A Kerala student moved the Supreme Court on Saturday seeking quashing of the CBSE decision to re-conduct Class 10 mathematics examination after reports that the paper had been leaked in Delhi.
Rohan Mathew, a student of Choice School in Kochi, contended that the decision to re-conduct the exam was arbitrary, illegal and violative of the Constitution's Article 14 (equality before law), Article 21 (right to life and liberty) and 21A (right to education).
Seeking direction to the Central Board of Secondary Education (CBSE) to evaluate the answer sheets of the maths paper held on March 28 and declare the final results, Mathew said a special high powered committee should be set up to inquire into the "facts and circumstances" leading to the re-exam decision.
The student, represented by his father Santhosh Mathew - a practicing lawyer of Kerala High Court, also sought stringent action against the erring officers of the CBSE for "jeopardising the career of nearly 16 lakh students who appeared for the exam".
Questioning the CBSE decision to cancel the exam and re-conduct it "merely based on unconfirmed apprehension that the question paper has been leaked in Delhi", he said unless there is evidence for "widespread and systemic leaking of papers, cancellation of examination of this magnitude is not the solution".

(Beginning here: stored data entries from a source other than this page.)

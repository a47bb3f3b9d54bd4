//! Request handlers: a route predicate paired with a resolver.
//!
//! Handlers are registered in an ordered sequence and the first handler
//! whose predicate accepts a request wins. The predicate is validated when
//! the handler is constructed, so a malformed pattern is a configuration
//! error at registration time and can never fail while matching.
//!
//! # Patterns
//!
//! | Pattern                        | Matches                                   |
//! |--------------------------------|-------------------------------------------|
//! | `*`                            | every URL                                 |
//! | `/users`                       | path `/users` on any origin               |
//! | `/users/*`                     | any path starting with `/users/`          |
//! | `https://api.test/users`       | that origin and path exactly              |
//! | `https://api.test/*`           | any path on that origin                   |
//!
//! Query strings never take part in matching.
//!
//! # Example
//!
//! ```
//! use interpose_core::handler::Handler;
//! use interpose_core::response::Response;
//! use http::StatusCode;
//!
//! let handler = Handler::get("/users/*", |_request| async {
//!     Ok(Some(Response::text(StatusCode::OK, "mocked")))
//! })
//! .unwrap()
//! .once();
//!
//! assert!(handler.is_once());
//! ```

use crate::request::CapturedRequest;
use crate::response::Response;
use http::{Method, Uri};
use std::fmt;
use std::future::Future;
use std::pin::Pin;
use std::sync::Arc;
use std::sync::atomic::{AtomicBool, Ordering};
use thiserror::Error;

/// Errors raised while constructing a handler.
#[derive(Error, Debug, Clone, PartialEq, Eq)]
pub enum HandlerError {
    /// The URL pattern is malformed.
    #[error("Invalid URL pattern '{pattern}': {reason}")]
    InvalidPattern {
        /// Pattern as supplied
        pattern: String,
        /// Why it was rejected
        reason: String,
    },
}

/// Error produced by a resolver, either returned or raised as a panic.
///
/// Resolver errors are captured by the pipeline and reported through the
/// `unhandledException` event. They are never propagated as a panic.
#[derive(Error, Debug, Clone, PartialEq, Eq)]
#[error("{message}")]
pub struct ResolverError {
    message: String,
    panicked: bool,
}

impl ResolverError {
    /// Create an error with the given message.
    #[must_use]
    pub fn new(message: impl Into<String>) -> Self {
        Self {
            message: message.into(),
            panicked: false,
        }
    }

    /// Wrap any error, keeping its display text.
    #[must_use]
    pub fn from_error(error: &(dyn std::error::Error + 'static)) -> Self {
        Self::new(error.to_string())
    }

    /// Create an error describing a resolver panic.
    #[must_use]
    pub fn panicked(message: impl Into<String>) -> Self {
        Self {
            message: message.into(),
            panicked: true,
        }
    }

    /// The error message.
    #[must_use]
    pub fn message(&self) -> &str {
        &self.message
    }

    /// Whether the resolver panicked rather than returning an error.
    #[must_use]
    pub const fn is_panic(&self) -> bool {
        self.panicked
    }
}

/// Boxed future returned by [`Resolver::resolve`].
///
/// - `Ok(Some(response))`: the request is mocked with `response`
/// - `Ok(None)`: the resolver declined; the request passes through
/// - `Err(error)`: the resolver failed
pub type ResolverFuture =
    Pin<Box<dyn Future<Output = Result<Option<Response>, ResolverError>> + Send>>;

/// User-supplied response-producing logic.
///
/// Implemented for every `Fn(CapturedRequest) -> impl Future` closure, so
/// most callers never implement it by hand.
///
/// # Dyn Compatibility
///
/// The method returns an explicit `Pin<Box<dyn Future>>` so handlers can
/// hold resolvers as `Arc<dyn Resolver>`.
pub trait Resolver: Send + Sync {
    /// Produce a response for `request`, decline, or fail.
    fn resolve(&self, request: CapturedRequest) -> ResolverFuture;
}

impl<F, Fut> Resolver for F
where
    F: Fn(CapturedRequest) -> Fut + Send + Sync,
    Fut: Future<Output = Result<Option<Response>, ResolverError>> + Send + 'static,
{
    fn resolve(&self, request: CapturedRequest) -> ResolverFuture {
        Box::pin(self(request))
    }
}

/// Validated URL pattern.
#[derive(Debug, Clone, PartialEq, Eq)]
pub struct UrlPattern {
    source: String,
    origin: Option<Origin>,
    path: PathMatch,
}

#[derive(Debug, Clone, PartialEq, Eq)]
struct Origin {
    scheme: String,
    authority: String,
}

#[derive(Debug, Clone, PartialEq, Eq)]
enum PathMatch {
    Exact(String),
    Prefix(String),
}

impl UrlPattern {
    /// Parse a pattern.
    ///
    /// # Errors
    ///
    /// Returns [`HandlerError::InvalidPattern`] if the pattern is empty, is
    /// neither an absolute `http(s)` URL nor an absolute path, or contains a
    /// `*` anywhere but at the end.
    pub fn parse(pattern: &str) -> Result<Self, HandlerError> {
        let invalid = |reason: &str| HandlerError::InvalidPattern {
            pattern: pattern.to_string(),
            reason: reason.to_string(),
        };

        if pattern.is_empty() {
            return Err(invalid("pattern is empty"));
        }

        if pattern == "*" {
            return Ok(Self {
                source: pattern.to_string(),
                origin: None,
                path: PathMatch::Prefix(String::new()),
            });
        }

        let (body, is_prefix) = match pattern.strip_suffix('*') {
            Some(rest) => (rest, true),
            None => (pattern, false),
        };

        if body.contains('*') {
            return Err(invalid("wildcards are only supported at the end"));
        }

        let (origin, path) = if body.starts_with("http://") || body.starts_with("https://") {
            let uri: Uri = body
                .parse()
                .map_err(|e: http::uri::InvalidUri| invalid(&e.to_string()))?;
            let (Some(scheme), Some(authority)) = (uri.scheme_str(), uri.authority()) else {
                return Err(invalid("URL must include a host"));
            };
            let origin = Origin {
                scheme: scheme.to_ascii_lowercase(),
                authority: authority.as_str().to_ascii_lowercase(),
            };
            // `https://host*` keeps an empty path so any path on the host matches
            let path = if is_prefix && !body.ends_with('/') && uri.path() == "/" {
                String::new()
            } else {
                uri.path().to_string()
            };
            (Some(origin), path)
        } else if body.starts_with('/') {
            (None, body.to_string())
        } else {
            return Err(invalid("expected an absolute URL or a path starting with '/'"));
        };

        let path = if is_prefix {
            PathMatch::Prefix(path)
        } else {
            PathMatch::Exact(path)
        };

        Ok(Self {
            source: pattern.to_string(),
            origin,
            path,
        })
    }

    /// Whether `url` satisfies this pattern.
    #[must_use]
    pub fn matches(&self, url: &Uri) -> bool {
        if let Some(origin) = &self.origin {
            let scheme_ok = url
                .scheme_str()
                .is_some_and(|s| s.eq_ignore_ascii_case(&origin.scheme));
            let authority_ok = url
                .authority()
                .is_some_and(|a| a.as_str().eq_ignore_ascii_case(&origin.authority));
            if !(scheme_ok && authority_ok) {
                return false;
            }
        }

        match &self.path {
            PathMatch::Exact(path) => url.path() == path,
            PathMatch::Prefix(prefix) => url.path().starts_with(prefix.as_str()),
        }
    }

    /// The pattern as originally written.
    #[must_use]
    pub fn as_str(&self) -> &str {
        &self.source
    }
}

impl fmt::Display for UrlPattern {
    fn fmt(&self, f: &mut fmt::Formatter<'_>) -> fmt::Result {
        f.write_str(&self.source)
    }
}

/// A route predicate paired with a resolver.
///
/// Handlers are shared as `Arc<Handler>` between the registry and in-flight
/// requests. The only interior state is the "used" flag of one-shot
/// handlers.
pub struct Handler {
    method: Option<Method>,
    pattern: UrlPattern,
    resolver: Arc<dyn Resolver>,
    once: bool,
    used: AtomicBool,
}

impl Handler {
    /// Create a handler for `method` (`None` for any method) and `pattern`.
    ///
    /// # Errors
    ///
    /// Returns [`HandlerError::InvalidPattern`] if `pattern` is malformed.
    pub fn new<F, Fut>(method: Option<Method>, pattern: &str, resolver: F) -> Result<Self, HandlerError>
    where
        F: Fn(CapturedRequest) -> Fut + Send + Sync + 'static,
        Fut: Future<Output = Result<Option<Response>, ResolverError>> + Send + 'static,
    {
        Self::with_resolver(method, pattern, Arc::new(resolver))
    }

    /// Create a handler around an already shared resolver.
    ///
    /// # Errors
    ///
    /// Returns [`HandlerError::InvalidPattern`] if `pattern` is malformed.
    pub fn with_resolver(
        method: Option<Method>,
        pattern: &str,
        resolver: Arc<dyn Resolver>,
    ) -> Result<Self, HandlerError> {
        Ok(Self {
            method,
            pattern: UrlPattern::parse(pattern)?,
            resolver,
            once: false,
            used: AtomicBool::new(false),
        })
    }

    /// Handler for any method.
    ///
    /// # Errors
    ///
    /// Returns [`HandlerError::InvalidPattern`] if `pattern` is malformed.
    pub fn any<F, Fut>(pattern: &str, resolver: F) -> Result<Self, HandlerError>
    where
        F: Fn(CapturedRequest) -> Fut + Send + Sync + 'static,
        Fut: Future<Output = Result<Option<Response>, ResolverError>> + Send + 'static,
    {
        Self::new(None, pattern, resolver)
    }

    /// `GET` handler.
    ///
    /// # Errors
    ///
    /// Returns [`HandlerError::InvalidPattern`] if `pattern` is malformed.
    pub fn get<F, Fut>(pattern: &str, resolver: F) -> Result<Self, HandlerError>
    where
        F: Fn(CapturedRequest) -> Fut + Send + Sync + 'static,
        Fut: Future<Output = Result<Option<Response>, ResolverError>> + Send + 'static,
    {
        Self::new(Some(Method::GET), pattern, resolver)
    }

    /// `POST` handler.
    ///
    /// # Errors
    ///
    /// Returns [`HandlerError::InvalidPattern`] if `pattern` is malformed.
    pub fn post<F, Fut>(pattern: &str, resolver: F) -> Result<Self, HandlerError>
    where
        F: Fn(CapturedRequest) -> Fut + Send + Sync + 'static,
        Fut: Future<Output = Result<Option<Response>, ResolverError>> + Send + 'static,
    {
        Self::new(Some(Method::POST), pattern, resolver)
    }

    /// `PUT` handler.
    ///
    /// # Errors
    ///
    /// Returns [`HandlerError::InvalidPattern`] if `pattern` is malformed.
    pub fn put<F, Fut>(pattern: &str, resolver: F) -> Result<Self, HandlerError>
    where
        F: Fn(CapturedRequest) -> Fut + Send + Sync + 'static,
        Fut: Future<Output = Result<Option<Response>, ResolverError>> + Send + 'static,
    {
        Self::new(Some(Method::PUT), pattern, resolver)
    }

    /// `PATCH` handler.
    ///
    /// # Errors
    ///
    /// Returns [`HandlerError::InvalidPattern`] if `pattern` is malformed.
    pub fn patch<F, Fut>(pattern: &str, resolver: F) -> Result<Self, HandlerError>
    where
        F: Fn(CapturedRequest) -> Fut + Send + Sync + 'static,
        Fut: Future<Output = Result<Option<Response>, ResolverError>> + Send + 'static,
    {
        Self::new(Some(Method::PATCH), pattern, resolver)
    }

    /// `DELETE` handler.
    ///
    /// # Errors
    ///
    /// Returns [`HandlerError::InvalidPattern`] if `pattern` is malformed.
    pub fn delete<F, Fut>(pattern: &str, resolver: F) -> Result<Self, HandlerError>
    where
        F: Fn(CapturedRequest) -> Fut + Send + Sync + 'static,
        Fut: Future<Output = Result<Option<Response>, ResolverError>> + Send + 'static,
    {
        Self::new(Some(Method::DELETE), pattern, resolver)
    }

    /// Respond at most once; afterwards the handler is skipped by matching.
    #[must_use]
    pub const fn once(mut self) -> Self {
        self.once = true;
        self
    }

    /// Whether this is a one-shot handler.
    #[must_use]
    pub const fn is_once(&self) -> bool {
        self.once
    }

    /// Method filter, `None` meaning any method.
    #[must_use]
    pub const fn method(&self) -> Option<&Method> {
        self.method.as_ref()
    }

    /// URL pattern.
    #[must_use]
    pub const fn pattern(&self) -> &UrlPattern {
        &self.pattern
    }

    /// Predicate check on `(method, url)`. Pure: never touches handler state.
    #[must_use]
    pub fn accepts(&self, method: &Method, url: &Uri) -> bool {
        self.method.as_ref().is_none_or(|m| m == method) && self.pattern.matches(url)
    }

    /// Whether a one-shot handler is used, or claimed by a request in flight.
    #[must_use]
    pub fn is_exhausted(&self) -> bool {
        self.once && self.used.load(Ordering::Acquire)
    }

    /// Claim the right to respond.
    ///
    /// Always succeeds for regular handlers. A one-shot handler can be claimed
    /// by one request at a time; the claim sticks unless [`release`](Self::release)
    /// gives it back.
    #[must_use]
    pub fn try_claim(&self) -> bool {
        !self.once
            || self
                .used
                .compare_exchange(false, true, Ordering::AcqRel, Ordering::Acquire)
                .is_ok()
    }

    /// Give back a claim that did not end in a delivered mocked response.
    pub fn release(&self) {
        if self.once {
            self.used.store(false, Ordering::Release);
        }
    }

    /// Make a used one-shot handler eligible again.
    pub fn restore(&self) {
        self.used.store(false, Ordering::Release);
    }

    /// Start the resolver for `request`.
    ///
    /// The returned future is not polled here; see the runtime invoker for
    /// the normalized, panic-safe call path.
    #[must_use]
    pub fn resolve(&self, request: CapturedRequest) -> ResolverFuture {
        self.resolver.resolve(request)
    }
}

impl fmt::Display for Handler {
    fn fmt(&self, f: &mut fmt::Formatter<'_>) -> fmt::Result {
        match &self.method {
            Some(method) => write!(f, "{method} {}", self.pattern)?,
            None => write!(f, "* {}", self.pattern)?,
        }
        if self.once {
            f.write_str(" (once)")?;
        }
        Ok(())
    }
}

impl fmt::Debug for Handler {
    fn fmt(&self, f: &mut fmt::Formatter<'_>) -> fmt::Result {
        f.debug_struct("Handler")
            .field("method", &self.method)
            .field("pattern", &self.pattern.as_str())
            .field("once", &self.once)
            .field("used", &self.used.load(Ordering::Relaxed))
            .finish_non_exhaustive()
    }
}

The petitioner contended that the question that arises is whether the decision, dated March 28, based on "mere apprehension that there is a likelihood of the exam having been compromised is violative of the proportionality doctrine".
Describing the decision as "arbitrary and illegal", Mathew said it goes against his "legitimate expectation" of over 16 lakh students who had appeared for the March 28 exam in India and abroad.